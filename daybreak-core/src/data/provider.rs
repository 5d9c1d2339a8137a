//! Data provider trait and structured error types.

use crate::domain::Bar;
use chrono::{DateTime, Utc};
use thiserror::Error;

/// Structured error types for data operations.
#[derive(Debug, Error)]
pub enum DataError {
    #[error("network unreachable: {0}")]
    NetworkUnreachable(String),

    #[error("rate limited by provider (HTTP {status})")]
    RateLimited { status: u16 },

    #[error("provider returned HTTP {status}: {body}")]
    HttpStatus { status: u16, body: String },

    #[error("response format changed: {0}")]
    ResponseFormatChanged(String),

    #[error("symbol not found: {symbol}")]
    SymbolNotFound { symbol: String },

    #[error("provider returned no bars for {symbol} in the requested range")]
    EmptyResponse { symbol: String },

    #[error("invalid date range: start {start} is not before end {end}")]
    InvalidRange {
        start: DateTime<Utc>,
        end: DateTime<Utc>,
    },
}

/// Trait for hourly bar providers (Binance, synthetic, test doubles).
///
/// Implementations must return bars strictly ascending in open time
/// with duplicates removed; the engine rejects unordered input rather
/// than re-sorting it.
pub trait BarProvider {
    fn fetch_bars(
        &self,
        symbol: &str,
        start: DateTime<Utc>,
        end: DateTime<Utc>,
    ) -> Result<Vec<Bar>, DataError>;
}
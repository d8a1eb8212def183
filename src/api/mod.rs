//! API handlers for the pet shop REST endpoints

pub mod appointments;
pub mod catalog;
pub mod health;
pub mod openapi;

use axum::{
    async_trait,
    extract::FromRequestParts,
    http::{header::AUTHORIZATION, request::Parts},
};
use crate::{error::AppError, models::UserClaims, AppState};

/// Extractor for authenticated user from JWT token
pub struct AuthenticatedUser(pub UserClaims);

/// Like [`AuthenticatedUser`], but guests without a token are let through
pub struct MaybeUser(pub Option<UserClaims>);

fn bearer_claims(parts: &Parts, state: &AppState) -> Result<Option<UserClaims>, AppError> {
    let Some(header) = parts.headers.get(AUTHORIZATION) else {
        return Ok(None);
    };
    let header = header
        .to_str()
        .map_err(|_| AppError::Authentication("Invalid authorization header".to_string()))?;

    let token = header
        .strip_prefix("Bearer ")
        .ok_or_else(|| AppError::Authentication("Invalid authorization header format".to_string()))?;

    UserClaims::from_token(token, &state.config.auth.jwt_secret)
        .map(Some)
        .map_err(|e| AppError::Authentication(e.to_string()))
}

#[async_trait]
impl FromRequestParts<AppState> for AuthenticatedUser {
    type Rejection = AppError;

    async fn from_request_parts(parts: &mut Parts, state: &AppState) -> Result<Self, Self::Rejection> {
        bearer_claims(parts, state)?
            .map(AuthenticatedUser)
            .ok_or_else(|| AppError::Authentication("Missing authorization header".to_string()))
    }
}

#[async_trait]
impl FromRequestParts<AppState> for MaybeUser {
    type Rejection = AppError;

    async fn from_request_parts(parts: &mut Parts, state: &AppState) -> Result<Self, Self::Rejection> {
        Ok(MaybeUser(bearer_claims(parts, state)?))
    }
}
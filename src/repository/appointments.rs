//! Appointments repository for database operations

use async_trait::async_trait;
use chrono::{DateTime, NaiveDate, Utc};
use sqlx::{types::Json, FromRow, Pool, Postgres};

use super::AppointmentStore;
use crate::{
    error::{AppError, AppResult},
    models::{
        Appointment, AppointmentPatch, AppointmentStatus, DayCareOptions, MemberRef,
        NewAppointment, SlotKey,
    },
};

/// Row layout of the `appointments` table
#[derive(Debug, FromRow)]
struct AppointmentRow {
    id: i32,
    pet_name: String,
    pet_type: String,
    owner_name: String,
    owner_email: String,
    owner_phone: Option<String>,
    service_type: String,
    appointment_date: NaiveDate,
    appointment_time: String,
    status: String,
    day_care_options: Option<Json<DayCareOptions>>,
    notes: Option<String>,
    total_price: Option<f64>,
    user_id: Option<i32>,
    crea_date: Option<DateTime<Utc>>,
    modif_date: Option<DateTime<Utc>>,
}

impl TryFrom<AppointmentRow> for Appointment {
    type Error = AppError;

    fn try_from(row: AppointmentRow) -> Result<Self, Self::Error> {
        Ok(Appointment {
            id: row.id,
            pet_name: row.pet_name,
            pet_type: row.pet_type.parse().map_err(AppError::Internal)?,
            owner_name: row.owner_name,
            owner_email: row.owner_email,
            owner_phone: row.owner_phone,
            service_type: row.service_type,
            date: row.appointment_date,
            time: row.appointment_time,
            status: row.status.parse().map_err(AppError::Internal)?,
            day_care_options: row.day_care_options.map(|json| json.0),
            notes: row.notes,
            total_price: row.total_price,
            user: row.user_id.map(|id| MemberRef { id }),
            created_at: row.crea_date,
            updated_at: row.modif_date,
        })
    }
}

fn into_appointments(rows: Vec<AppointmentRow>) -> AppResult<Vec<Appointment>> {
    rows.into_iter().map(Appointment::try_from).collect()
}

/// Completion guarded on slot and on the row still being booked
const COMPLETE_BOOKED: &str = "UPDATE appointments SET status = $5, modif_date = NOW() \
     WHERE id = $1 AND appointment_date = $2 AND appointment_time = $3 AND service_type = $4 \
     AND status = $6 \
     RETURNING *";

#[derive(Clone)]
pub struct AppointmentsRepository {
    pool: Pool<Postgres>,
}

impl AppointmentsRepository {
    pub fn new(pool: Pool<Postgres>) -> Self {
        Self { pool }
    }

    async fn exists(&self, id: i32) -> AppResult<bool> {
        let exists = sqlx::query_scalar::<_, bool>(
            "SELECT EXISTS(SELECT 1 FROM appointments WHERE id = $1)",
        )
        .bind(id)
        .fetch_one(&self.pool)
        .await?;
        Ok(exists)
    }

    /// Error for a guarded write that matched no row
    async fn missed_write(&self, id: i32, slot: &SlotKey) -> AppError {
        match self.exists(id).await {
            Ok(true) => AppError::StaleSlot(format!(
                "Appointment {} changed since it was read at {} {} for {}",
                id, slot.date, slot.time, slot.service_type
            )),
            Ok(false) => AppError::NotFound(format!("Appointment with id {} not found", id)),
            Err(e) => e,
        }
    }
}

#[async_trait]
impl AppointmentStore for AppointmentsRepository {
    async fn list_all(&self) -> AppResult<Vec<Appointment>> {
        let rows = sqlx::query_as::<_, AppointmentRow>(
            "SELECT * FROM appointments ORDER BY appointment_date, appointment_time",
        )
        .fetch_all(&self.pool)
        .await?;
        into_appointments(rows)
    }

    async fn list_for_member(&self, member: MemberRef) -> AppResult<Vec<Appointment>> {
        let rows = sqlx::query_as::<_, AppointmentRow>(
            "SELECT * FROM appointments WHERE user_id = $1 ORDER BY appointment_date, appointment_time",
        )
        .bind(member.id)
        .fetch_all(&self.pool)
        .await?;
        into_appointments(rows)
    }

    async fn get(&self, id: i32) -> AppResult<Appointment> {
        sqlx::query_as::<_, AppointmentRow>("SELECT * FROM appointments WHERE id = $1")
            .bind(id)
            .fetch_optional(&self.pool)
            .await?
            .ok_or_else(|| AppError::NotFound(format!("Appointment with id {} not found", id)))?
            .try_into()
    }

    async fn create(&self, data: &NewAppointment) -> AppResult<Appointment> {
        let row = sqlx::query_as::<_, AppointmentRow>(
            r#"
            INSERT INTO appointments (
                pet_name, pet_type, owner_name, owner_email, owner_phone,
                service_type, appointment_date, appointment_time, status,
                day_care_options, notes, total_price, user_id
            )
            VALUES ($1, $2, $3, $4, $5, $6, $7, $8, $9, $10, $11, $12, $13)
            RETURNING *
            "#,
        )
        .bind(&data.pet_name)
        .bind(data.pet_type.as_str())
        .bind(&data.owner_name)
        .bind(&data.owner_email)
        .bind(&data.owner_phone)
        .bind(&data.service_type)
        .bind(data.date)
        .bind(&data.time)
        .bind(data.status.as_str())
        .bind(data.day_care_options.clone().map(Json))
        .bind(&data.notes)
        .bind(data.total_price)
        .bind(data.user.map(|m| m.id))
        .fetch_one(&self.pool)
        .await?;

        row.try_into()
    }

    async fn update(&self, id: i32, patch: &AppointmentPatch, slot: &SlotKey) -> AppResult<Appointment> {
        // $1..$4 identify the row, patch values follow
        let mut sets = vec!["modif_date = NOW()".to_string()];
        let mut idx = 5;

        if patch.service_type.is_some() { sets.push(format!("service_type = ${}", idx)); idx += 1; }
        if patch.date.is_some() { sets.push(format!("appointment_date = ${}", idx)); idx += 1; }
        if patch.time.is_some() { sets.push(format!("appointment_time = ${}", idx)); idx += 1; }
        if patch.status.is_some() { sets.push(format!("status = ${}", idx)); idx += 1; }
        if patch.day_care_options.is_some() { sets.push(format!("day_care_options = ${}", idx)); idx += 1; }
        if patch.notes.is_some() { sets.push(format!("notes = ${}", idx)); idx += 1; }
        if patch.total_price.is_some() { sets.push(format!("total_price = ${}", idx)); }

        let query = format!(
            "UPDATE appointments SET {} \
             WHERE id = $1 AND appointment_date = $2 AND appointment_time = $3 AND service_type = $4 \
             RETURNING *",
            sets.join(", ")
        );

        let mut builder = sqlx::query_as::<_, AppointmentRow>(&query)
            .bind(id)
            .bind(slot.date)
            .bind(&slot.time)
            .bind(&slot.service_type);
        if let Some(ref service_type) = patch.service_type { builder = builder.bind(service_type); }
        if let Some(date) = patch.date { builder = builder.bind(date); }
        if let Some(ref time) = patch.time { builder = builder.bind(time); }
        if let Some(status) = patch.status { builder = builder.bind(status.as_str()); }
        if let Some(ref day_care) = patch.day_care_options { builder = builder.bind(day_care.clone().map(Json)); }
        if let Some(ref notes) = patch.notes { builder = builder.bind(notes.clone()); }
        if let Some(total) = patch.total_price { builder = builder.bind(total); }

        match builder.fetch_optional(&self.pool).await? {
            Some(row) => row.try_into(),
            None => Err(self.missed_write(id, slot).await),
        }
    }

    async fn complete(&self, id: i32, slot: &SlotKey) -> AppResult<Appointment> {
        let row = sqlx::query_as::<_, AppointmentRow>(COMPLETE_BOOKED)
            .bind(id)
            .bind(slot.date)
            .bind(&slot.time)
            .bind(&slot.service_type)
            .bind(AppointmentStatus::Completed.as_str())
            .bind(AppointmentStatus::Booked.as_str())
            .fetch_optional(&self.pool)
            .await?;

        match row {
            Some(row) => row.try_into(),
            None => Err(self.missed_write(id, slot).await),
        }
    }

    async fn delete(&self, id: i32, slot: &SlotKey) -> AppResult<()> {
        let result = sqlx::query(
            "DELETE FROM appointments \
             WHERE id = $1 AND appointment_date = $2 AND appointment_time = $3 AND service_type = $4",
        )
        .bind(id)
        .bind(slot.date)
        .bind(&slot.time)
        .bind(&slot.service_type)
        .execute(&self.pool)
        .await?;

        if result.rows_affected() == 0 {
            return Err(self.missed_write(id, slot).await);
        }
        Ok(())
    }
}

#[cfg(test)]
mod tests {
    use super::*;

    #[test]
    fn test_completion_only_matches_booked_rows() {
        assert!(COMPLETE_BOOKED.contains("AND status = $6"));
        assert!(COMPLETE_BOOKED.contains("service_type = $4"));
        assert_eq!(AppointmentStatus::Booked.as_str(), "booked");
    }
}
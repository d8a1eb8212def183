//! Display status resolution

use chrono::{DateTime, NaiveDate, NaiveTime, TimeZone, Utc};
use chrono_tz::Tz;

use crate::{
    clock::Clock,
    models::{Appointment, AppointmentStatus, ResolvedStatus},
};

/// Instant an appointment is scheduled for, if its date and time make sense.
///
/// Local times that fall in a DST gap have no instant and yield `None`;
/// ambiguous ones (DST overlap) take the earlier reading.
pub fn scheduled_instant(date: NaiveDate, time: &str, tz: Tz) -> Option<DateTime<Utc>> {
    let time = time.trim();
    let time = NaiveTime::parse_from_str(time, "%H:%M")
        .or_else(|_| NaiveTime::parse_from_str(time, "%H:%M:%S"))
        .ok()?;
    tz.from_local_datetime(&date.and_time(time))
        .earliest()
        .map(|local| local.with_timezone(&Utc))
}

/// Status to display for an appointment at the clock's current reading.
///
/// Stored `Completed` and `Cancelled` win; a booked appointment whose
/// scheduled instant is strictly in the past shows as `Completed`. An
/// unreadable time never expires.
pub fn resolve(appointment: &Appointment, clock: &dyn Clock) -> ResolvedStatus {
    match appointment.status {
        AppointmentStatus::Completed => ResolvedStatus::Completed,
        AppointmentStatus::Cancelled => ResolvedStatus::Cancelled,
        AppointmentStatus::Booked => {
            match scheduled_instant(appointment.date, &appointment.time, clock.shop_tz()) {
                Some(at) if at < clock.now() => ResolvedStatus::Completed,
                _ => ResolvedStatus::Upcoming,
            }
        }
    }
}

/// Booked in storage but already over by the clock
pub fn is_silently_completed(appointment: &Appointment, clock: &dyn Clock) -> bool {
    appointment.status == AppointmentStatus::Booked
        && resolve(appointment, clock) == ResolvedStatus::Completed
}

*****

TRY IT: Filter the entries above and copy only the lines that hold "DataError".

REPLY TO THE TASK:
pub enum DataError {
    ) -> Result<Vec<Bar>, DataError>;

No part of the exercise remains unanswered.